Neuberger Museum of Art Board member Marc Ginzberg and his wife Denyse have donated a rare African knife and sheath to the Purchase, N.Y. museum. The work is attributed to an artist from the Bane, an ethnic subgroup of the Fang peoples in southern Cameroon and northern Gabon. The knife has a finely sculpted wood haft in the form of a head with inlaid bead eyes, a backswept coiffure with linear diagonal incisions, and metal neck rings. Below the head, the cylindrical part for the haft features incised designs in the shape of two hands on one side and an animal on the other. The exceptional craftsmanship and elaborate materials of the knife and sheath suggest a function more ceremonial that utilitarian. In its original context, the knife was likely used as an insignia of membership in a local professional association. Ceremonial knives from this area may also function in a funerary context, serving as a grave marker upon the death of its owner.

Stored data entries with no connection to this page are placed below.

//! Framing, primitive codec, and the additional-headers table for the CDP
//! Near Share wire protocol (spec §4.1).
//!
//! This crate is the bottom layer of the stack: it knows nothing about
//! sessions, encryption, or the property-bag application payload. It only
//! knows how to turn bytes into a [`header::CommonHeader`] and back.

pub mod additional_headers;
pub mod error;
pub mod header;
pub mod reader;
pub mod writer;

pub use additional_headers::AdditionalHeader;
pub use error::{Error, Result};
pub use header::{frame, read_frame_bytes, CommonHeader, Flags, MessageType, SessionId, MAX_FRAME_LEN};
pub use reader::Reader;
pub use writer::Writer;
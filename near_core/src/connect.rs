//! The `Connect`-type message bodies exchanged before a `Cryptor` exists,
//! and so the only bodies ever sent or received in the clear (spec.md §4.2,
//! §4.3: key agreement).

use wire::{Reader, Writer};

/// Curve identifier carried in `ConnectRequest`. This receiver only
/// understands NIST P-256 (spec.md §4.3's Non-goals exclude other curves).
pub const CURVE_NIST_P256: u8 = 1;

pub struct ConnectRequest {
	pub curve: u8,
	pub hmac_size: u16,
	pub fragment_size: u16,
	pub nonce: [u8; 8],
	pub public_x: [u8; 32],
	pub public_y: [u8; 32],
}

impl ConnectRequest {
	pub fn decode(r: &mut Reader) -> wire::Result<Self> {
		let curve = r.read_u8()?;
		let hmac_size = r.read_u16()?;
		let fragment_size = r.read_u16()?;
		let mut nonce = [0u8; 8];
		nonce.copy_from_slice(r.read_bytes(8)?);
		let mut public_x = [0u8; 32];
		public_x.copy_from_slice(r.read_bytes(32)?);
		let mut public_y = [0u8; 32];
		public_y.copy_from_slice(r.read_bytes(32)?);
		Ok(Self { curve, hmac_size, fragment_size, nonce, public_x, public_y })
	}

	pub fn encode(&self, w: &mut Writer) {
		w.write_u8(self.curve);
		w.write_u16(self.hmac_size);
		w.write_u16(self.fragment_size);
		w.write_bytes(&self.nonce);
		w.write_bytes(&self.public_x);
		w.write_bytes(&self.public_y);
	}
}

/// `ConnectResponse`'s result code (spec.md §4.3). An unsupported curve never
/// reaches this response: it is a fatal protocol violation that disposes the
/// session before any `ConnectResponse` is sent (spec.md §7), so the only
/// result this side ever emits is `Pending`.
#[derive(Debug, Clone, Copy, PartialEq, Eq)]
pub enum ConnectResult {
	Pending,
}

impl ConnectResult {
	fn to_u8(self) -> u8 {
		match self {
			ConnectResult::Pending => 0,
		}
	}
}

pub struct ConnectResponse {
	pub public_x: [u8; 32],
	pub public_y: [u8; 32],
	pub nonce: [u8; 8],
	pub hmac_size: u16,
	pub fragment_size: u16,
	pub result: ConnectResult,
}

impl ConnectResponse {
	pub fn encode(&self, w: &mut Writer) {
		w.write_bytes(&self.public_x);
		w.write_bytes(&self.public_y);
		w.write_bytes(&self.nonce);
		w.write_u16(self.hmac_size);
		w.write_u16(self.fragment_size);
		w.write_u8(self.result.to_u8());
	}
}

#[cfg(test)]
mod tests {
	use super::*;

	#[test]
	fn connect_request_round_trips() {
		let req = ConnectRequest { curve: CURVE_NIST_P256, hmac_size: 32, fragment_size: 4096, nonce: [7u8; 8], public_x: [1u8; 32], public_y: [2u8; 32] };
		let mut w = Writer::new();
		req.encode(&mut w);
		let bytes = w.into_bytes();
		let mut r = Reader::new(&bytes);
		let decoded = ConnectRequest::decode(&mut r).unwrap();
		assert_eq!(decoded.curve, req.curve);
		assert_eq!(decoded.nonce, req.nonce);
		assert_eq!(decoded.public_x, req.public_x);
		assert_eq!(decoded.public_y, req.public_y);
	}
}
use aes::Aes128;
use cbc::cipher::block_padding::Pkcs7;
use cbc::cipher::{BlockDecryptMut, BlockEncryptMut, KeyIvInit};
use hmac::{Hmac, Mac};
use sha2::Sha256;
use subtle::ConstantTimeEq;
use wire::{CommonHeader, Writer};

use crate::error::{Error, Result};
use crate::keyagreement::SessionKeys;

type Aes128CbcEnc = cbc::Encryptor<Aes128>;
type Aes128CbcDec = cbc::Decryptor<Aes128>;
type HmacSha256 = Hmac<Sha256>;

/// Length in bytes of the HMAC-SHA256 tag appended after the ciphertext.
pub const HMAC_LEN: usize = 32;

/// The session-scoped symmetric envelope (spec.md §4.2): AES-128-CBC over
/// the body, with an HMAC-SHA256 computed over the serialized header (with
/// its `PayloadSize` set to the final on-wire body length) followed by the
/// ciphertext.
///
/// A `Cryptor` only exists once key agreement has completed — see
/// `near_core::Session`, which holds it as `Option<Cryptor>` and treats its
/// absence as "read/write this message in the clear", matching spec.md §4.2's
/// "when unencrypted, return the input reader unchanged".
pub struct Cryptor {
	keys: SessionKeys,
}

impl Cryptor {
	pub fn new(keys: SessionKeys) -> Self {
		Self { keys }
	}

	/// Decrypt and authenticate an inbound body. `header` must already carry
	/// the `PayloadSize` as it appeared on the wire (the length of `body`).
	pub fn decrypt(&self, header: &CommonHeader, body: &[u8]) -> Result<Vec<u8>> {
		if body.len() < HMAC_LEN {
			return Err(Error::BodyTooShort);
		}

		let (ciphertext, tag) = body.split_at(body.len() - HMAC_LEN);

		let expected = self.mac_over(header, ciphertext);
		if expected.ct_eq(tag).unwrap_u8() != 1 {
			tracing::warn!(session_id = header.session_id.to_u64(), "HMAC verification failed on inbound frame");
			return Err(Error::IntegrityFailure);
		}

		Aes128CbcDec::new(&self.keys.aes_key.into(), &self.keys.aes_iv.into())
			.decrypt_padded_vec_mut::<Pkcs7>(ciphertext)
			.map_err(|_| Error::InvalidPadding)
	}

	/// Encrypt `plaintext` and return the on-wire body (`ciphertext || hmac`).
	/// `header` is used only to compute the HMAC's additional data and is
	/// expected to already have `PayloadSize` set to the length of the
	/// returned body (callers typically compute the body first, via
	/// [`Cryptor::sealed_len`], to size the header before calling this).
	pub fn encrypt(&self, header: &CommonHeader, plaintext: &[u8]) -> Vec<u8> {
		let ciphertext = Aes128CbcEnc::new(&self.keys.aes_key.into(), &self.keys.aes_iv.into()).encrypt_padded_vec_mut::<Pkcs7>(plaintext);

		let tag = self.mac_over(header, &ciphertext);

		let mut body = ciphertext;
		body.extend_from_slice(&tag);
		body
	}

	/// The on-wire body length that encrypting `plaintext_len` bytes will
	/// produce, so callers can set `CommonHeader::payload_size` before
	/// calling [`Cryptor::encrypt`].
	pub fn sealed_len(plaintext_len: usize) -> usize {
		let block = 16;
		let padded = (plaintext_len / block + 1) * block;
		padded + HMAC_LEN
	}

	fn mac_over(&self, header: &CommonHeader, ciphertext: &[u8]) -> [u8; HMAC_LEN] {
		let mut w = Writer::new();
		header.encode(&mut w);

		let mut mac = HmacSha256::new_from_slice(&self.keys.hmac_key).expect("HMAC accepts any key length");
		mac.update(w.as_slice());
		mac.update(ciphertext);
		mac.finalize().into_bytes().into()
	}
}

#[cfg(test)]
mod tests {
	use wire::{MessageType, SessionId};

	use super::*;
	use crate::keyagreement::LocalKeyMaterial;

	fn paired_cryptors() -> (Cryptor, Cryptor) {
		let mut rng = rand::rngs::OsRng;
		let a = LocalKeyMaterial::generate(&mut rng);
		let b = LocalKeyMaterial::generate(&mut rng);
		let (ax, ay) = a.public_xy();
		let (bx, by) = b.public_xy();
		(Cryptor::new(a.agree(&bx, &by).unwrap()), Cryptor::new(b.agree(&ax, &ay).unwrap()))
	}

	fn header_with_size(size: u32) -> CommonHeader {
		let mut h = CommonHeader::new(MessageType::Session, SessionId::new(1, 2));
		h.payload_size = size;
		h
	}

	#[test]
	fn round_trips_plaintext() {
		let (sender, receiver) = paired_cryptors();
		let plaintext = b"fetch the bytes please";

		let mut header = header_with_size(0);
		header.payload_size = Cryptor::sealed_len(plaintext.len()) as u32;

		let body = sender.encrypt(&header, plaintext);
		assert_eq!(body.len(), header.payload_size as usize);

		let decrypted = receiver.decrypt(&header, &body).unwrap();
		assert_eq!(decrypted, plaintext);
	}

	#[test]
	fn flipping_a_ciphertext_bit_fails_integrity() {
		let (sender, receiver) = paired_cryptors();
		let plaintext = b"important bytes";

		let mut header = header_with_size(0);
		header.payload_size = Cryptor::sealed_len(plaintext.len()) as u32;

		let mut body = sender.encrypt(&header, plaintext);
		body[0] ^= 0x01;

		assert_eq!(receiver.decrypt(&header, &body), Err(Error::IntegrityFailure));
	}

	#[test]
	fn flipping_a_header_bit_fails_integrity() {
		let (sender, receiver) = paired_cryptors();
		let plaintext = b"important bytes";

		let mut header = header_with_size(0);
		header.payload_size = Cryptor::sealed_len(plaintext.len()) as u32;

		let body = sender.encrypt(&header, plaintext);

		let mut tampered = header.clone();
		tampered.sequence_number += 1;

		assert_eq!(receiver.decrypt(&tampered, &body), Err(Error::IntegrityFailure));
	}
}
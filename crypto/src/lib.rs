//! ECDH key agreement over NIST P-256, the AES-128-CBC+HMAC-SHA256 session
//! cryptor, and device-authentication thumbprint verification (spec.md §4.2,
//! §4.3, §6).

pub mod cryptor;
pub mod error;
pub mod keyagreement;
pub mod thumbprint;

pub use cryptor::Cryptor;
pub use error::{Error, Result};
pub use keyagreement::{LocalKeyMaterial, SessionKeys};
//! The fixed-layout bodies carried by `Control`-type messages that belong to
//! the session/channel handshake itself (device auth, upgrade negotiation,
//! channel start) — as opposed to the `ValueSet`-encoded bodies an
//! application uses once a channel is open (spec.md §3, §4.5).

use wire::{Reader, Writer};

/// The first byte of every `Control` message body, identifying which of the
/// fixed handshake messages follows.
pub mod kind {
	pub const DEVICE_AUTH_REQUEST: u8 = 1;
	pub const DEVICE_AUTH_RESPONSE: u8 = 2;
	pub const USER_DEVICE_AUTH_REQUEST: u8 = 3;
	pub const USER_DEVICE_AUTH_RESPONSE: u8 = 4;
	pub const UPGRADE_REQUEST: u8 = 5;
	pub const UPGRADE_FAILURE: u8 = 6;
	pub const AUTH_DONE_REQUEST: u8 = 7;
	pub const AUTH_DONE_RESPONSE: u8 = 8;
	pub const DEVICE_INFO_MESSAGE: u8 = 9;
	pub const DEVICE_INFO_RESPONSE_MESSAGE: u8 = 10;
	pub const START_CHANNEL_REQUEST: u8 = 11;
	pub const START_CHANNEL_RESPONSE: u8 = 12;
}

/// Body shared by `DeviceAuthRequest` and `UserDeviceAuthRequest` (spec.md
/// §4.3: "thumbprint of the peer's certificate, computed over a
/// nonce-derived key").
pub struct AuthRequest {
	pub certificate: Vec<u8>,
	pub thumbprint: [u8; 32],
}

impl AuthRequest {
	pub fn decode(r: &mut Reader) -> wire::Result<Self> {
		let certificate = r.read_payload()?.to_vec();
		let mut thumbprint = [0u8; 32];
		thumbprint.copy_from_slice(r.read_bytes(32)?);
		Ok(Self { certificate, thumbprint })
	}

	pub fn encode(&self, w: &mut Writer) {
		w.write_payload(&self.certificate);
		w.write_bytes(&self.thumbprint);
	}
}

/// Body shared by `DeviceAuthResponse` and `UserDeviceAuthResponse`: the
/// same shape as the request, sent back with our own certificate and a
/// thumbprint computed with the nonce order reversed (spec.md §4.3).
pub type AuthResponse = AuthRequest;

/// `UpgradeFailure`'s body: the HRESULT explaining why the upgrade was
/// refused. This receiver never accepts an upgrade (spec.md §4.3's
/// Non-goals exclude alternate transports), so every `UpgradeRequest` is
/// answered with one of these.
pub struct UpgradeFailure {
	pub hresult: u32,
}

impl UpgradeFailure {
	/// Generic "not supported" HRESULT, used since no transport upgrade is
	/// ever offered.
	pub const E_NOTIMPL: u32 = 0x8000_4001;

	pub fn decode(r: &mut Reader) -> wire::Result<Self> {
		Ok(Self { hresult: r.read_u32()? })
	}

	pub fn encode(&self, w: &mut Writer) {
		w.write_u32(self.hresult);
	}
}

/// `AuthDoneResponse`'s body: an HRESULT, zero on success.
pub struct AuthDoneResponse {
	pub hresult: u32,
}

impl AuthDoneResponse {
	pub fn decode(r: &mut Reader) -> wire::Result<Self> {
		Ok(Self { hresult: r.read_u32()? })
	}

	pub fn encode(&self, w: &mut Writer) {
		w.write_u32(self.hresult);
	}
}

/// `StartChannelRequest`'s body: the application id/name pair an
/// application factory resolves (spec.md §6).
pub struct StartChannelRequest {
	pub app_id: String,
	pub app_name: String,
}

impl StartChannelRequest {
	pub fn decode(r: &mut Reader) -> wire::Result<Self> {
		let app_id = r.read_string_utf8()?;
		let app_name = r.read_string_utf8()?;
		Ok(Self { app_id, app_name })
	}

	pub fn encode(&self, w: &mut Writer) {
		w.write_string_utf8(&self.app_id);
		w.write_string_utf8(&self.app_name);
	}
}

/// `StartChannelResponse`'s result code. An unknown `app_id` never reaches
/// this response: it is a fatal protocol violation that disposes the session
/// before any `StartChannelResponse` is sent (spec.md §7), so the only result
/// this side ever emits is success.
#[derive(Debug, Clone, Copy, PartialEq, Eq)]
pub enum StartChannelResult {
	Success,
}

impl StartChannelResult {
	fn to_u8(self) -> u8 {
		match self {
			StartChannelResult::Success => 0,
		}
	}
}

pub struct StartChannelResponse {
	pub result: StartChannelResult,
	pub channel_id: u64,
}

impl StartChannelResponse {
	pub fn encode(&self, w: &mut Writer) {
		w.write_u8(self.result.to_u8());
		w.write_u64(self.channel_id);
	}
}

#[cfg(test)]
mod tests {
	use super::*;

	#[test]
	fn auth_request_round_trips() {
		let req = AuthRequest { certificate: vec![1, 2, 3, 4], thumbprint: [9u8; 32] };
		let mut w = Writer::new();
		req.encode(&mut w);
		let bytes = w.into_bytes();
		let mut r = Reader::new(&bytes);
		let decoded = AuthRequest::decode(&mut r).unwrap();
		assert_eq!(decoded.certificate, req.certificate);
		assert_eq!(decoded.thumbprint, req.thumbprint);
	}

	#[test]
	fn start_channel_request_round_trips() {
		let req = StartChannelRequest { app_id: "com.example.nearshare".into(), app_name: "Near Share".into() };
		let mut w = Writer::new();
		req.encode(&mut w);
		let bytes = w.into_bytes();
		let mut r = Reader::new(&bytes);
		let decoded = StartChannelRequest::decode(&mut r).unwrap();
		assert_eq!(decoded.app_id, req.app_id);
		assert_eq!(decoded.app_name, req.app_name);
	}
}
//! Tunables for the Near Share application and its file-transfer data path
//! (spec.md §6's Configuration supplement).

/// Size, in bytes, of each `FetchDataRequest` partition a file transfer is
/// split into. Chosen to match the wire protocol's observed chunking; the
/// final partition of a transfer is usually smaller.
pub const PARTITION_SIZE: u64 = 102_400;

const KB: f64 = 1024.0;
const MB: f64 = KB * 1024.0;
const GB: f64 = MB * 1024.0;

/// Runtime knobs for a [`crate::app::NearShareApp`] instance. `Default`
/// matches the values the wire protocol itself assumes (spec.md §4.1's
/// `hmac_size`/`fragment_size` fields, §6's partition size).
#[derive(Debug, Clone)]
pub struct Config {
	pub partition_size: u64,
	pub hmac_size: u16,
	pub fragment_size: u16,
}

impl Default for Config {
	fn default() -> Self {
		Self { partition_size: PARTITION_SIZE, hmac_size: 32, fragment_size: 4096 }
	}
}

/// Render a byte count the way a user-facing progress indicator would
/// (spec.md §6: "KB/MB/GB thresholds with two-decimal rounding").
pub fn format_size(bytes: u64) -> String {
	let bytes_f = bytes as f64;
	if bytes_f >= GB {
		format!("{:.2} GB", bytes_f / GB)
	} else if bytes_f >= MB {
		format!("{:.2} MB", bytes_f / MB)
	} else if bytes_f >= KB {
		format!("{:.2} KB", bytes_f / KB)
	} else {
		format!("{} B", bytes)
	}
}

#[cfg(test)]
mod tests {
	use super::*;

	#[test]
	fn formats_at_each_threshold() {
		assert_eq!(format_size(512), "512 B");
		assert_eq!(format_size(2048), "2.00 KB");
		assert_eq!(format_size(5 * 1024 * 1024), "5.00 MB");
		assert_eq!(format_size(3 * 1024 * 1024 * 1024), "3.00 GB");
	}

	#[test]
	fn default_matches_wire_assumptions() {
		let cfg = Config::default();
		assert_eq!(cfg.partition_size, PARTITION_SIZE);
		assert_eq!(cfg.hmac_size, 32);
	}
}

Works attributed to the Bane are rarely seen in museum collections, and this particular work complements the Neuberger Museum of Art’s already strong collection of central African art. The Bane knife and sheath will be displayed in July at part of the reinstallation of the museum’s permanent collection of African art.
The Smithsonian Institution wants to be linked with two Arizona facilities: the relatively new Challenger Space Learning Center and the planned Robert McCall Museum of Art. In announcing the proposal on April 13, Smithsonian officials said the affiliation would allow the centers to draw on Smithsonian exhibits. The Smithsonian has 64 such affiliates in 23 states, the District of Columbia and Puerto Rico. Five are in southern Arizona. Scottsdale sought one unsuccessfully in 1997.